4.1. Algorithm Description
The fingerprint features use the mean value of each AP, that is:
That is, in the training phase, the data of each AP collected at the same position is averaged multiple times, and in the positioning phase, the difference is that the training phase collects as much data as possible to obtain as much information as possible, the positioning phase only collects less data and reduces positioning latency, which improves real-time performance to a certain extent.
Fingerprint matching uses quick selection. The pseudo code is as follows:
Set a selection interval for the received AP's image strength (SNR-Σ, SNR + Σ) and the empirical value of Σ for multiple experiments, find the location points that meet the range in the fingerprint database. If n location points fall into the range, the weights of these location points are 1/N, respectively, for other location points, the weights are 0. After the above processing is performed on all APs, the largest Location Point of the weights is the estimated location. If the weights of multiple locations are the same, the signal strength distance is compared to the minimum.
4.2. Algorithm Analysis
The algorithm in this paper is based on the relatively stable Statistical Characteristics of HTTP. From Figure 11, we can see that the histogram distribution of the bps value is similar to the normal distribution curve, therefore, the mean value is a certain value that represents the characteristics of the HTTP. This also avoids the deviation of the positioning result caused by the instability of a certain AP in the signal strength of a single scan.
Figure 11 Statistical Features
Time Complexity Analysis: A scan has m APs and N locations in the early training phase. m is required, and N locations are traversed each time, the time complexity is O (M * n). When the weights are the same, you must make a secondary selection. In the worst case, compare n times. The time complexity is O (n ), therefore, the total time complexity is O (M * n ).
5. Experiment
5.1. Experiment Process
The experiment was conducted on the 6-layer computing Institute, as shown in Figure 12. A total of 24 locations were collected in the corridor on both sides of the North and South, about 4 meters away, plus data at a total of 25 locations in room 645. The scan cycle is 1 S, and the number of scans is 120. It takes about one hour to collect data.

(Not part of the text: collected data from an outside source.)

//! CLI argument definitions using clap derive macros.

use std::path::PathBuf;

use clap::Parser;

use fetcher_core::catalog::MAX_RETRIES;

/// Default catalog path.
pub const DEFAULT_CATALOG: &str = "download_catalog.json";

/// Fetch the files of a dataset catalog, resuming where the last run stopped.
///
/// Files are grouped by priority in a JSON, TOML or YAML catalog. Completed files are
/// recorded in `download_status.json` inside the download directory and are
/// skipped on the next run.
#[derive(Parser, Debug)]
#[command(name = "fetcher")]
#[command(author, version, about)]
pub struct Args {
    /// Catalog file (JSON, or TOML/YAML by extension: .toml, .yaml, .yml)
    #[arg(short = 'c', long = "config", default_value = DEFAULT_CATALOG)]
    pub config: PathBuf,

    /// Write a starter catalog to --config and exit
    #[arg(long)]
    pub generate_config: bool,

    /// Overwrite an existing catalog with --generate-config
    #[arg(long, requires = "generate_config")]
    pub force: bool,

    /// Print the pending task list in dispatch order and exit
    #[arg(long, conflicts_with = "generate_config")]
    pub dry_run: bool,

    /// Download directory (overrides the catalog's download_dir)
    #[arg(short = 'o', long)]
    pub output_dir: Option<PathBuf>,

    /// Maximum concurrent transfers (1-100, overrides the catalog)
    #[arg(long, value_parser = clap::value_parser!(u8).range(1..=100))]
    pub max_concurrent: Option<u8>,

    /// Maximum attempts per file (1-100, overrides the catalog)
    #[arg(long, value_parser = clap::value_parser!(u32).range(1..=i64::from(MAX_RETRIES)))]
    pub max_retries: Option<u32>,

    /// Increase output verbosity (-v for debug, -vv for trace)
    #[arg(short, long, action = clap::ArgAction::Count)]
    pub verbose: u8,

    /// Suppress non-error output
    #[arg(short, long)]
    pub quiet: bool,
}

impl Args {
    /// Log level used when `RUST_LOG` is not set.
    #[must_use]
    pub fn default_log_level(&self) -> &'static str {
        if self.quiet {
            return "error";
        }
        match self.verbose {
            0 => "info",
            1 => "debug",
            _ => "trace",
        }
    }
}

Figure 12 experiment environment
This experiment mainly verifies the positioning accuracy. Therefore, the mean value of multiple scans is used as the signal feature during positioning. A total of six locations are selected as the location points of the experiment. The number of tests is about 50, and the scan cycle is 2 S. See figure 13.

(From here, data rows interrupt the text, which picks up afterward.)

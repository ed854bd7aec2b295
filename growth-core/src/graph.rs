//! Space-colonization growth graph.
//!
//! A [`GrowthGraph`] grows a tree of [`Segment`]s from a root towards a set
//! of leaves (attraction points). Each [`GrowthGraph::grow`] call is one
//! discrete step (see [`crate::phases`]); once no leaf can reach any tip
//! the graph is exhausted and further steps do nothing.
//!
//! The tip index is rebuilt from scratch every step rather than updated
//! in place, so the quadtree never needs to support deletion.
//!
//! Partly inspired by <https://github.com/jasonwebb/2d-space-colonization-experiments>.

use glam::Vec2;
use log::debug;
use rand::Rng;

use crate::{
    config::{Gravity, GrowthConfig, GrowthMode},
    field::{HeightMap, ScalarField},
    geometry::Area,
    influence_buffer::InfluenceBuffer,
    phases::{self, ActiveTips},
    quadtree::Quadtree,
    skeleton::{self, SkeletonThreshold},
    tree::{Segment, SegmentTree},
    types::{SegmentId, TipId},
};

/// Growth tunables of one graph.
///
/// The five fields are evaluated at the *tip* origin, except
/// `max_distance`, which is evaluated at the leaf.
#[derive(Clone, Debug)]
pub struct GrowthParams {
    /// A leaf closer than this to its tip is consumed.
    pub min_distance: ScalarField,
    /// Reach of a leaf.
    pub max_distance: ScalarField,
    /// 0 keeps the tip direction, 1 points straight at the leaf.
    pub dynamics: ScalarField,
    pub step_size: ScalarField,
    /// Length of the random offset added to every new segment.
    pub random_deviation: ScalarField,
    pub mode: GrowthMode,
    /// `None` lets a segment have any number of children.
    pub max_children: Option<usize>,
    pub min_depth: u32,
}

impl Default for GrowthParams {
    fn default() -> Self {
        Self {
            min_distance: ScalarField::Constant(5.0),
            max_distance: ScalarField::Constant(100.0),
            dynamics: ScalarField::Constant(1.0),
            step_size: ScalarField::Constant(4.0),
            random_deviation: ScalarField::Constant(0.0),
            mode: GrowthMode::Open,
            max_children: Some(3),
            min_depth: 1,
        }
    }
}

impl GrowthParams {
    /// Maps every configured range over `height_map`.
    pub fn from_config(config: &GrowthConfig, height_map: &HeightMap) -> Self {
        Self {
            min_distance: config.min_distance.field(height_map),
            max_distance: config.max_distance.field(height_map),
            dynamics: config.dynamics.field(height_map),
            step_size: config.step_size.field(height_map),
            random_deviation: config.random_deviation.field(height_map),
            mode: config.mode,
            max_children: config.max_children.max(),
            min_depth: config.min_depth,
        }
    }
}

#[derive(Debug)]
pub struct GrowthGraph {
    params: GrowthParams,
    gravity: Option<Gravity>,

    area: Area,
    leaves: Vec<Vec2>,
    consumed_leaves: Vec<Vec2>,
    exhausted: bool,

    tree: SegmentTree,
    root: Option<SegmentId>,
    active: ActiveTips,
    last_new_segments: Vec<SegmentId>,
}

impl GrowthGraph {
    pub fn new(params: GrowthParams) -> Self {
        let area = Area::default();
        Self {
            params,
            gravity: None,
            area,
            leaves: Vec::new(),
            consumed_leaves: Vec::new(),
            exhausted: false,
            tree: SegmentTree::new(),
            root: None,
            active: ActiveTips::new(area),
            last_new_segments: Vec::new(),
        }
    }

    pub fn set_gravity(&mut self, gravity: Gravity) {
        self.gravity = Some(gravity);
    }

    /// Moves the gravity point. Does nothing if no gravity was set.
    pub fn set_gravity_position(&mut self, point: Vec2) {
        if let Some(gravity) = self.gravity.as_mut() {
            gravity.point = Some(point);
        }
    }

    pub fn unset_gravity_position(&mut self) {
        if let Some(gravity) = self.gravity.as_mut() {
            gravity.point = None;
        }
    }

    pub fn gravity(&self) -> Option<&Gravity> {
        self.gravity.as_ref()
    }

    /// Starts a new tree and runs up to `iterations` growth steps.
    ///
    /// Any previous tree is discarded. The graph takes the leaves over and
    /// consumes them as it grows; tips outside `area` are never indexed.
    ///
    /// ### Parameters
    /// - `leaves` - Attraction points.
    /// - `area` - Bounds of the tip index.
    /// - `origin` - Root position.
    /// - `start_direction` - Root direction; normalized here.
    /// - `iterations` - Steps to run right away (stops early on exhaustion).
    /// - `rng` - Source of the random deviation.
    ///
    /// ### Returns
    /// The id of the root segment.
    pub fn generate(
        &mut self,
        leaves: Vec<Vec2>,
        area: Area,
        origin: Vec2,
        start_direction: Vec2,
        iterations: usize,
        rng: &mut impl Rng,
    ) -> SegmentId {
        self.exhausted = false;
        self.area = area;
        self.leaves = leaves;
        self.consumed_leaves.clear();
        self.last_new_segments.clear();

        self.tree.clear();
        let root = self.tree.add_root(origin, start_direction.normalize_or_zero());
        self.root = Some(root);

        self.active = ActiveTips::new(area);
        self.active
            .insert_segment(&self.tree, root, self.params.max_children);

        debug!(
            "generating growth graph from {origin:?} with {} leaves",
            self.leaves.len()
        );

        for _ in 0..iterations {
            if self.exhausted {
                break;
            }
            self.grow(rng);
        }

        root
    }

    /// Runs one growth step.
    ///
    /// ### Returns
    /// `true` if the graph is exhausted (either already, or because no leaf
    /// reached any tip during this step), `false` otherwise.
    pub fn grow(&mut self, rng: &mut impl Rng) -> bool {
        if self.exhausted {
            return true;
        }

        let attraction = phases::attraction_phase(
            &self.tree,
            &self.leaves,
            &mut self.active,
            &self.params,
            self.gravity.as_ref(),
        );

        if !attraction.found_one {
            debug!(
                "growth graph exhausted: {} segments, {} leaves left",
                self.tree.len(),
                self.leaves.len()
            );
            self.exhausted = true;
            self.last_new_segments.clear();
            return true;
        }

        let (next, mut new_segments) =
            phases::growth_phase(&mut self.tree, &mut self.active, &self.params, rng);

        let connectors = phases::kill_phase(
            &mut self.tree,
            &mut self.leaves,
            &mut self.consumed_leaves,
            attraction,
            &self.active,
            &self.params,
        );
        new_segments.extend(connectors);

        self.active = next;
        self.last_new_segments = new_segments;
        false
    }

    pub fn is_exhausted(&self) -> bool {
        self.exhausted
    }

    /// Leaves that have not been consumed yet.
    pub fn leaves(&self) -> &[Vec2] {
        &self.leaves
    }

    pub fn consumed_leaves(&self) -> &[Vec2] {
        &self.consumed_leaves
    }

    /// Index of the tips that may grow in the next step.
    pub fn segments(&self) -> &Quadtree<TipId> {
        &self.active.index
    }

    /// Tips referenced by [`GrowthGraph::segments`].
    pub fn tips(&self) -> &InfluenceBuffer {
        &self.active.tips
    }

    pub fn tree(&self) -> &SegmentTree {
        &self.tree
    }

    pub fn root(&self) -> Option<SegmentId> {
        self.root
    }

    /// Segments created by the last growth step, in creation order.
    pub fn last_new_segments(&self) -> &[SegmentId] {
        &self.last_new_segments
    }

    pub fn area(&self) -> Area {
        self.area
    }

    pub fn params(&self) -> &GrowthParams {
        &self.params
    }

    pub fn mode(&self) -> GrowthMode {
        self.params.mode
    }

    /// Pre-order walk from the root; see [`SegmentTree::traverse`].
    pub fn traverse(&self, callback: impl FnMut(SegmentId, &Segment, Option<&Segment>, u32)) {
        if let Some(root) = self.root {
            self.tree.traverse(root, callback);
        }
    }

    /// Stamps depth and reverse depth on every segment and returns the
    /// largest depth.
    pub fn calculate_depths(&mut self) -> Option<u32> {
        self.root.and_then(|root| self.tree.calculate_depths(root))
    }

    pub fn max_depth(&self) -> Option<u32> {
        self.tree.max_depth()
    }

    /// Simplified copy of the current tree; see [`skeleton::to_skeleton`].
    pub fn to_skeleton(&mut self, threshold: &SkeletonThreshold) -> SegmentTree {
        self.calculate_depths();
        match self.root {
            Some(root) => skeleton::to_skeleton(&self.tree, root, threshold),
            None => SegmentTree::new(),
        }
    }
}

Figure 13 mobile terminal display
5.2. Experiment results
The results of each experiment position are shown in figure 14. the positioning accuracy of each random test position is high.

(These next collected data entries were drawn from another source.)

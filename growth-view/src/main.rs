//! Application entry point for the growth viewer.
//!
//! Parses the command line, sets up logging, loads the preset and hands
//! everything else to [`Viewer`].

mod height_map;
mod viewer;

use std::path::PathBuf;

use clap::Parser;
use growth_core::config::Settings;
use log::{LevelFilter, error, info};
use simplelog::{ColorChoice, Config, TermLogger, TerminalMode};
use viewer::Viewer;

#[derive(Parser, Debug)]
#[command(version, about, long_about = None)]
struct Args {
    /// TOML preset; missing keys take their default.
    #[arg(long)]
    settings: Option<PathBuf>,
    #[arg(long, default_value_t = LevelFilter::Info)]
    log_level: LevelFilter,
}

/// Loads the preset named on the command line, falling back to the
/// defaults when there is none or it cannot be used.
fn load_settings(path: Option<&PathBuf>) -> Settings {
    let Some(path) = path else {
        return Settings::default();
    };
    match Settings::load(path) {
        Ok(settings) => {
            info!("loaded settings from {}", path.display());
            settings
        }
        Err(err) => {
            error!("cannot use {}: {err}; using defaults", path.display());
            Settings::default()
        }
    }
}

fn main() -> eframe::Result<()> {
    let args = Args::parse();
    if let Err(err) = TermLogger::init(
        args.log_level,
        Config::default(),
        TerminalMode::Mixed,
        ColorChoice::Auto,
    ) {
        eprintln!("logging disabled: {err}");
    }

    let settings = load_settings(args.settings.as_ref());
    let options = eframe::NativeOptions::default();

    eframe::run_native(
        "Living Growth",
        options,
        Box::new(move |_cc| Ok(Box::new(Viewer::new(settings)))),
    )
}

Figure 14 location of each experiment
6. Summary
Based on the Android smartphone platform, this paper designs and implements a mobile terminal Location System Based on Wi-Fi signals, and proposes a location algorithm based on weight selection, to some extent, the positioning error caused by random disturbance of the received signal is overcome. after testing in the actual environment, the accuracy of multiple positioning experiments is about 4 meters, and the positioning accuracy can be further improved by adjusting the AP layout. This system can be conveniently deployed in pavilions, campuses, and other practical scenarios.